News comes that the base is about to be shuttered, so they're all going to be sent home. The soldiers leave the orphan, now named "Dondi" behind, only to find that he's somehow stowed away aboard the troop transport taking all the soldiers home. (How the kid got from the mountains to the port to even get on the boat in the first place is beyond me.) Now we get another half hour's worth of lying to try to get one's way out of a sticky situation, when the truth would have set them free in the first place. It doesn't help that the jokes go on much too long; never mind that they fall flat.

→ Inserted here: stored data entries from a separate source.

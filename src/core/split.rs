//! Middle truncation: decide where the ellipsis goes and what survives around it.
//!
//! The splitter is a pure function of its inputs. Widths come from the measurer that produced the
//! [`crate::Measurement`], so the result is judged in the same units the label is rendered in.

use tracing::debug;

use crate::core::anchor::{resolve_prefix, resolve_suffix, Anchor};
use crate::core::text::width::graphemes;

const WIDTH_EPSILON: f64 = 1e-9;

/// Everything the splitter needs for one pass.
#[derive(Debug, Clone, Copy)]
pub struct SplitInput<'a> {
    pub text: &'a str,
    pub ellipsis: &'a str,
    /// Measured width of the whole text.
    pub text_width: f64,
    pub ellipsis_width: f64,
    pub available_width: f64,
    pub start: Option<&'a Anchor>,
    pub end: Option<&'a Anchor>,
}

#[derive(Debug, Clone, PartialEq, Eq)]
pub struct TruncationResult {
    pub truncated_text: String,
    pub is_truncated: bool,
}

impl TruncationResult {
    pub fn untruncated(text: &str) -> Self {
        Self {
            truncated_text: text.to_string(),
            is_truncated: false,
        }
    }
}

/// Truncate `input.text` in the middle so that it fits `input.available_width`.
///
/// Graphemes are dropped in pairs from either side of the midpoint (the start side keeps the
/// extra grapheme on odd lengths) until the kept text plus the ellipsis fits. Anchored prefix and
/// suffix graphemes are never dropped, even if that leaves the result wider than the container.
/// Overlapping anchors are both emitted in full around the ellipsis.
pub fn split(input: &SplitInput<'_>, width_of: &dyn Fn(&str) -> f64) -> TruncationResult {
    if input.text_width <= input.available_width + WIDTH_EPSILON {
        return TruncationResult::untruncated(input.text);
    }

    if input.available_width < input.ellipsis_width {
        return TruncationResult {
            truncated_text: input.ellipsis.to_string(),
            is_truncated: true,
        };
    }

    let parts = graphemes(input.text);
    let len = parts.len();
    let prefix_len = input
        .start
        .map(|anchor| resolve_prefix(input.text, anchor))
        .unwrap_or(0);
    let suffix_len = input
        .end
        .map(|anchor| resolve_suffix(input.text, anchor))
        .unwrap_or(0);

    if prefix_len + suffix_len > len {
        debug!(prefix_len, suffix_len, len, "anchors overlap; keeping both verbatim");
        let mut truncated_text = parts[..prefix_len].concat();
        truncated_text.push_str(input.ellipsis);
        truncated_text.extend(parts[len - suffix_len..].iter().copied());
        return TruncationResult {
            truncated_text,
            is_truncated: true,
        };
    }

    let free_end = len - suffix_len;

    let widths: Vec<f64> = parts.iter().map(|part| width_of(part)).collect();
    let budget = input.available_width - input.ellipsis_width;
    let mut kept: f64 = widths.iter().sum();

    let middle = len.div_ceil(2).clamp(prefix_len, free_end);
    let mut left_end = middle;
    let mut right_start = middle;

    loop {
        let left_open = left_end > prefix_len;
        let right_open = right_start < free_end;
        if !left_open && !right_open {
            break;
        }
        if left_open {
            left_end -= 1;
            kept -= widths[left_end];
        }
        if right_open {
            kept -= widths[right_start];
            right_start += 1;
        }
        if kept <= budget + WIDTH_EPSILON {
            break;
        }
    }

    let mut truncated_text = String::with_capacity(input.text.len() + input.ellipsis.len());
    truncated_text.extend(parts[..left_end].iter().copied());
    truncated_text.push_str(input.ellipsis);
    truncated_text.extend(parts[right_start..].iter().copied());

    debug!(
        prefix_len,
        suffix_len,
        kept_start = left_end,
        kept_end = len - right_start,
        overflow = kept > budget + WIDTH_EPSILON,
        "split text"
    );

    TruncationResult {
        truncated_text,
        is_truncated: true,
    }
}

Fast forward to everybody getting to America. The soldiers and Dondi get separated, which leads Dondi to wander around New York City looking for his "buddy soldier", with really bad jokes involving a department store TV and an escalator, among others. It doesn't help that the kid is utterly charmless. Anyhow, Janssen and his frineds finally let out the truth, at which point Walter Winchell contributes to a campaign to have everybody wire Congress to have them offer Dondi asylum. (And every time anybody hears Winchell, they immediately drop what they're doing to send Congress a wire.) Singer Patti Page, playing Janssen's girlfriend, contributes with a song.

The idea isn't a bad one; it was based on a successful comic strip. (The strip's author and illustrator appear as a policeman and the policeman's sketch artist.) But the jokes are awful, they go on much too long, the plot is filled with numerous holes, and Dondi is even more obnoxious than Margaret O'Brian. Yes, I know that this sort of stuff was marketed at children, but I can't help but wonder if even they were turned off by the film.

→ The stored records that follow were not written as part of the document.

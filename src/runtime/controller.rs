//! Reactive controller: measure on mount, re-split on prop changes, re-measure on debounced
//! resize, stop everything on unmount.

use std::time::Duration;

use tracing::{debug, warn};

use crate::config::TruncateProps;
use crate::core::anchor::Anchor;
use crate::core::clipboard::{
    intercept_copy, ClipboardSink, CopyDecision, SelectionSource, SmartCopy,
};
use crate::core::debounce::{CancelHandle, Clock, Debouncer};
use crate::core::measure::{Measurement, Measurer};
use crate::core::split::{split, SplitInput, TruncationResult};

#[derive(Debug, Clone, Copy, PartialEq, Eq)]
pub enum ControllerState {
    /// Not mounted.
    Idle,
    Measuring,
    /// Showing the full text.
    Fitted,
    /// Showing a truncated text.
    Truncated,
}

pub struct TruncateController<M: Measurer, C: Clock> {
    props: TruncateProps,
    measurer: M,
    resize: Debouncer<(), C>,
    state: ControllerState,
    measurement: Option<Measurement>,
    result: TruncationResult,
    measure_count: usize,
    single_line: bool,
}

impl<M: Measurer, C: Clock> TruncateController<M, C> {
    pub fn new(props: TruncateProps, measurer: M, clock: C) -> Self {
        let resize = Debouncer::new(props.resize_debounce, clock);
        let result = TruncationResult::untruncated(&props.text);
        Self {
            props,
            measurer,
            resize,
            state: ControllerState::Idle,
            measurement: None,
            result,
            measure_count: 0,
            single_line: false,
        }
    }

    /// Lay out only the first line of the text. Smart copy still writes the full text.
    pub fn set_single_line(&mut self, single_line: bool) {
        self.single_line = single_line;
        self.after_measured_prop_change();
    }

    /// The part of the text that is measured and split.
    pub fn layout_text(&self) -> &str {
        layout_text(&self.props.text, self.single_line)
    }

    pub fn mount(&mut self) {
        self.resize.cancel();
        self.remeasure();
    }

    /// Tear down. A resize scheduled before this point never runs.
    pub fn unmount(&mut self) {
        self.resize.cancel();
        self.measurement = None;
        self.state = ControllerState::Idle;
    }

    pub fn is_mounted(&self) -> bool {
        self.state != ControllerState::Idle
    }

    /// Schedule a debounced re-measure.
    pub fn on_resize(&mut self) {
        if !self.is_mounted() {
            return;
        }
        self.resize.schedule(());
    }

    /// Run the scheduled re-measure if its delay has elapsed. Returns whether it ran.
    pub fn poll(&mut self) -> bool {
        if !self.is_mounted() {
            return false;
        }
        if self.resize.take_due().is_none() {
            return false;
        }
        debug!("debounced resize fired");
        self.remeasure();
        true
    }

    pub fn has_pending_resize(&self) -> bool {
        self.resize.is_pending()
    }

    pub fn cancel_handle(&self) -> CancelHandle<()> {
        self.resize.cancel_handle()
    }

    /// Re-measure immediately, bypassing the debounce.
    pub fn refresh(&mut self) {
        if self.is_mounted() {
            self.remeasure();
        }
    }

    pub fn set_text(&mut self, text: impl Into<String>) {
        self.props.text = text.into();
        self.after_measured_prop_change();
    }

    pub fn set_ellipsis(&mut self, ellipsis: impl Into<String>) {
        self.props.ellipsis = ellipsis.into();
        self.after_measured_prop_change();
    }

    pub fn set_start(&mut self, anchor: Option<Anchor>) {
        self.props.start = anchor;
        if self.is_mounted() {
            self.resplit();
        }
    }

    pub fn set_end(&mut self, anchor: Option<Anchor>) {
        self.props.end = anchor;
        if self.is_mounted() {
            self.resplit();
        }
    }

    pub fn set_smart_copy(&mut self, policy: SmartCopy) {
        self.props.smart_copy = policy;
    }

    /// Applies to resizes scheduled from now on.
    pub fn set_resize_debounce(&mut self, delay: Duration) {
        self.props.resize_debounce = delay;
        self.resize.set_delay(delay);
    }

    pub fn handle_copy(
        &self,
        selection: &mut dyn SelectionSource,
        sink: &mut dyn ClipboardSink,
    ) -> CopyDecision {
        intercept_copy(
            self.props.smart_copy,
            &self.result.truncated_text,
            &self.props.text,
            selection,
            sink,
        )
    }

    pub fn truncated_text(&self) -> &str {
        &self.result.truncated_text
    }

    pub fn is_truncated(&self) -> bool {
        self.result.is_truncated
    }

    pub fn result(&self) -> &TruncationResult {
        &self.result
    }

    pub fn state(&self) -> ControllerState {
        self.state
    }

    /// Number of measurement passes run so far.
    pub fn measure_count(&self) -> usize {
        self.measure_count
    }

    pub fn props(&self) -> &TruncateProps {
        &self.props
    }

    pub fn measurer(&self) -> &M {
        &self.measurer
    }

    /// Layout changes made through this reference take effect on the next measurement pass.
    pub fn measurer_mut(&mut self) -> &mut M {
        &mut self.measurer
    }

    fn after_measured_prop_change(&mut self) {
        if self.is_mounted() {
            self.remeasure();
        } else {
            self.result = TruncationResult::untruncated(self.layout_text());
        }
    }

    fn remeasure(&mut self) {
        self.state = ControllerState::Measuring;
        self.measure_count += 1;
        let text = layout_text(&self.props.text, self.single_line);
        match self.measurer.measure(text, &self.props.ellipsis) {
            Ok(measurement) => {
                self.measurement = Some(measurement);
                self.resplit();
            }
            Err(err) => {
                warn!(%err, "showing full text");
                self.measurement = None;
                self.result = TruncationResult::untruncated(self.layout_text());
                self.state = ControllerState::Fitted;
            }
        }
    }

    fn resplit(&mut self) {
        let Some(measurement) = self.measurement else {
            self.result = TruncationResult::untruncated(self.layout_text());
            self.state = ControllerState::Fitted;
            return;
        };

        let input = SplitInput {
            text: layout_text(&self.props.text, self.single_line),
            ellipsis: &self.props.ellipsis,
            text_width: measurement.text.width,
            ellipsis_width: measurement.ellipsis.width,
            available_width: measurement.container.width,
            start: self.props.start.as_ref(),
            end: self.props.end.as_ref(),
        };
        let measurer = &self.measurer;
        let result = split(&input, &|fragment: &str| measurer.width_of(fragment));

        self.state = if result.is_truncated {
            ControllerState::Truncated
        } else {
            ControllerState::Fitted
        };
        self.result = result;
    }
}

fn layout_text(text: &str, single_line: bool) -> &str {
    if single_line {
        text.lines().next().unwrap_or("")
    } else {
        text
    }
}

#[cfg(test)]
mod tests {
    use pretty_assertions::assert_eq;

    use super::{ControllerState, TruncateController};
    use crate::config::TruncateProps;
    use crate::core::anchor::Anchor;
    use crate::core::clipboard::testing::{MockClipboard, MockSelection};
    use crate::core::clipboard::{CopyDecision, SmartCopy};
    use crate::core::debounce::ManualClock;
    use crate::core::measure::{Dimensions, FixedMeasurer, Measurement};

    fn measurement(container: f64) -> Measurement {
        Measurement {
            container: Dimensions::new(container, 20.0),
            ellipsis: Dimensions::new(10.0, 20.0),
            text: Dimensions::new(100.0, 20.0),
        }
    }

    fn controller(
        props: TruncateProps,
        container: f64,
    ) -> (TruncateController<FixedMeasurer, ManualClock>, ManualClock) {
        let clock = ManualClock::new();
        let measurer = FixedMeasurer::with_measurement(measurement(container));
        (TruncateController::new(props, measurer, clock.clone()), clock)
    }

    #[test]
    fn idle_until_mounted() {
        let (controller, _) = controller(TruncateProps::new("0123456789"), 80.0);
        assert_eq!(controller.state(), ControllerState::Idle);
        assert_eq!(controller.truncated_text(), "0123456789");
        assert_eq!(controller.measure_count(), 0);
    }

    #[test]
    fn mount_measures_synchronously() {
        let (mut controller, _) = controller(TruncateProps::new("0123456789"), 80.0);
        controller.mount();
        assert_eq!(controller.state(), ControllerState::Truncated);
        assert_eq!(controller.truncated_text(), "012...789");
        assert_eq!(controller.measure_count(), 1);
    }

    #[test]
    fn unavailable_measurement_fails_open() {
        let clock = ManualClock::new();
        let mut controller =
            TruncateController::new(TruncateProps::new("0123456789"), FixedMeasurer::new(), clock);
        controller.mount();
        assert_eq!(controller.state(), ControllerState::Fitted);
        assert_eq!(controller.truncated_text(), "0123456789");
        assert!(!controller.is_truncated());
    }

    #[test]
    fn anchor_change_resplits_without_measuring() {
        let (mut controller, _) = controller(TruncateProps::new("0123456789"), 80.0);
        controller.mount();
        controller.set_start(Some(Anchor::Count(4)));
        assert_eq!(controller.truncated_text(), "0123...789");
        controller.set_end(Some(Anchor::Count(4)));
        assert_eq!(controller.truncated_text(), "0123...6789");
        assert_eq!(controller.measure_count(), 1);
    }

    #[test]
    fn text_change_remeasures_immediately() {
        let (mut controller, _) = controller(TruncateProps::new("0123456789"), 80.0);
        controller.mount();
        controller.set_text("abcdefghij");
        assert_eq!(controller.measure_count(), 2);
        assert_eq!(controller.truncated_text(), "abc...hij");

        controller.set_ellipsis("~");
        assert_eq!(controller.measure_count(), 3);
        assert_eq!(controller.truncated_text(), "abc~hij");
    }

    #[test]
    fn resize_burst_measures_once() {
        let props = TruncateProps::new("0123456789")
            .resize_debounce(std::time::Duration::from_millis(100));
        let (mut controller, clock) = controller(props, 80.0);
        controller.mount();

        for _ in 0..5 {
            controller.on_resize();
            clock.advance_ms(30);
            assert!(!controller.poll());
        }
        controller
            .measurer_mut()
            .set_measurement(measurement(100.0));
        clock.advance_ms(100);
        assert!(controller.poll());
        assert_eq!(controller.measure_count(), 2);
        assert_eq!(controller.state(), ControllerState::Fitted);
        assert_eq!(controller.truncated_text(), "0123456789");
    }

    #[test]
    fn unmount_discards_pending_resize() {
        let (mut controller, clock) = controller(TruncateProps::new("0123456789"), 80.0);
        controller.mount();
        controller.on_resize();
        controller.unmount();
        clock.advance_ms(1_000);
        assert!(!controller.poll());
        assert_eq!(controller.measure_count(), 1);

        controller.cancel_handle().cancel();
        controller.mount();
        clock.advance_ms(1_000);
        assert!(!controller.poll());
        assert_eq!(controller.measure_count(), 2);
    }

    #[test]
    fn copy_uses_displayed_text() {
        let props = TruncateProps::new("0123456789").smart_copy(SmartCopy::All);
        let (mut controller, _) = controller(props, 80.0);
        controller.mount();

        let mut selection = MockSelection::new("012...789");
        let mut clipboard = MockClipboard::default();
        assert_eq!(
            controller.handle_copy(&mut selection, &mut clipboard),
            CopyDecision::Override
        );
        assert_eq!(clipboard.data[0].1, "0123456789");

        controller.set_smart_copy(SmartCopy::Off);
        let mut clipboard = MockClipboard::default();
        assert_eq!(
            controller.handle_copy(&mut selection, &mut clipboard),
            CopyDecision::Default
        );
    }

    #[test]
    fn single_line_layout_copies_full_text() {
        let props = TruncateProps::new("0123456789\r\nsecond").smart_copy(SmartCopy::Partial);
        let (mut controller, _) = controller(props, 80.0);
        controller.set_single_line(true);
        controller.mount();
        assert_eq!(controller.layout_text(), "0123456789");
        assert_eq!(controller.truncated_text(), "012...789");

        let mut selection = MockSelection::new("012");
        let mut clipboard = MockClipboard::default();
        assert_eq!(
            controller.handle_copy(&mut selection, &mut clipboard),
            CopyDecision::Override
        );
        assert_eq!(clipboard.data[0].1, "0123456789\r\nsecond");
    }
}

There are a lot of movies out there that are bad, but at least have the excuses of low budgets. A lot of those fun late 1950s and early 1960s B-movies in the sci-fi and horror genres fit the bill. Dondi, on the other hand, is just plain bad. If you want to see for yourself, you can get the DVD. But don't say I didn't warn you.


Anonymous said...

I'm old enough to remember when it was shown on the big screen. It was beyond awful by several miles. "A waste of perfectly good film stock" would be an elevation in status."Dondi" should be shown at every college of film making as a primary example of what not to do. Epic fail would be a complement for this mess. There are no words to adequately describe the awfulness of this cinematic disaster.

bryanD said...


Let's leave Margaret O'Brien out of this!